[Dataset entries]

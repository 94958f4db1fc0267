//! # codereview-collab: Simulated real-time collaboration for code review
//!
//! In-process stand-ins for the services a review client talks to: an
//! event channel that behaves like a room-scoped WebSocket, and a comment
//! store that behaves like a slow REST backend.
//!
//! ## Architecture
//!
//! ```text
//! ┌──────────────────────┐   on/off/send    ┌──────────────────┐
//! │ CollaborationSession │ ◄──────────────► │  EventChannel    │
//! │ (per reviewer)       │   EventEnvelope  │  (mock socket)   │
//! └──────────┬───────────┘                  └────────┬─────────┘
//!            │                                       │ synthetic
//!            ▼                                       ▼ cursor task
//! ┌──────────────────────┐                  ┌──────────────────┐
//! │ PresenceRoster       │                  │ Roster (core)    │
//! └──────────────────────┘                  └──────────────────┘
//!
//! ┌──────────────────────┐   simulate(latency)
//! │ CommentStore         │ ─────────────────► RwLock<comments, threads>
//! └──────────────────────┘
//! ```
//!
//! ## Modules
//!
//! - [`channel`]: pub/sub channel with connect lifecycle and echoes
//! - [`event`]: typed events and envelopes
//! - [`presence`]: who is here and where their cursors are
//! - [`session`]: a reviewer's membership in one room
//! - [`store`]: comments, threads and reactions
//! - [`config`]: timing knobs
//! - [`latency`]: simulated delays and the random source behind them
//!
//! Comment mutations are not broadcast over the channel; consumers that
//! want live comment updates refetch.

pub mod channel;
pub mod config;
pub mod event;
pub mod latency;
pub mod presence;
pub mod session;
pub mod store;

// Re-exports for convenience
pub use channel::{handler, ChannelError, ChannelStats, ConnectionState, EventChannel, Handler};
pub use config::{ChannelConfig, ConfigError, StoreConfig};
pub use event::{
    CodeUpdate, CollabEvent, CursorMove, EventEnvelope, EventKind, FileViewChange, Origin,
    Typing, UnknownEvent,
};
pub use latency::entropy_rng;
pub use presence::{CursorMarker, PresenceRoster};
pub use session::CollaborationSession;
pub use store::CommentStore;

Exercise goal
Your task is to give the records above again, exactly.

Final answer
repository 94958f4db1fc0267
//! # codereview-collab: Simulated real-time collaboration for code review
//!
//! In-process stand-ins for the services a review client talks to: an
//! event channel that behaves like a room-scoped WebSocket, and a comment
//! store that behaves like a slow REST backend.
//!
//! ## Architecture
//!
//! ```text
//! ┌──────────────────────┐   on/off/send    ┌──────────────────┐
//! │ CollaborationSession │ ◄──────────────► │  EventChannel    │
//! │ (per reviewer)       │   EventEnvelope  │  (mock socket)   │
//! └──────────┬───────────┘                  └────────┬─────────┘
//!            │                                       │ synthetic
//!            ▼                                       ▼ cursor task
//! ┌──────────────────────┐                  ┌──────────────────┐
//! │ PresenceRoster       │                  │ Roster (core)    │
//! └──────────────────────┘                  └──────────────────┘
//!
//! ┌──────────────────────┐   simulate(latency)
//! │ CommentStore         │ ─────────────────► RwLock<comments, threads>
//! └──────────────────────┘
//! ```
//!
//! ## Modules
//!
//! - [`channel`]: pub/sub channel with connect lifecycle and echoes
//! - [`event`]: typed events and envelopes
//! - [`presence`]: who is here and where their cursors are
//! - [`session`]: a reviewer's membership in one room
//! - [`store`]: comments, threads and reactions
//! - [`config`]: timing knobs
//! - [`latency`]: simulated delays and the random source behind them
//!
//! Comment mutations are not broadcast over the channel; consumers that
//! want live comment updates refetch.

pub mod channel;
pub mod config;
pub mod event;
pub mod latency;
pub mod presence;
pub mod session;
pub mod store;

// Re-exports for convenience
pub use channel::{handler, ChannelError, ChannelStats, ConnectionState, EventChannel, Handler};
pub use config::{ChannelConfig, ConfigError, StoreConfig};
pub use event::{
    CodeUpdate, CollabEvent, CursorMove, EventEnvelope, EventKind, FileViewChange, Origin,
    Typing, UnknownEvent,
};
pub use latency::entropy_rng;
pub use presence::{CursorMarker, PresenceRoster};
pub use session::CollaborationSession;
pub use store::CommentStore;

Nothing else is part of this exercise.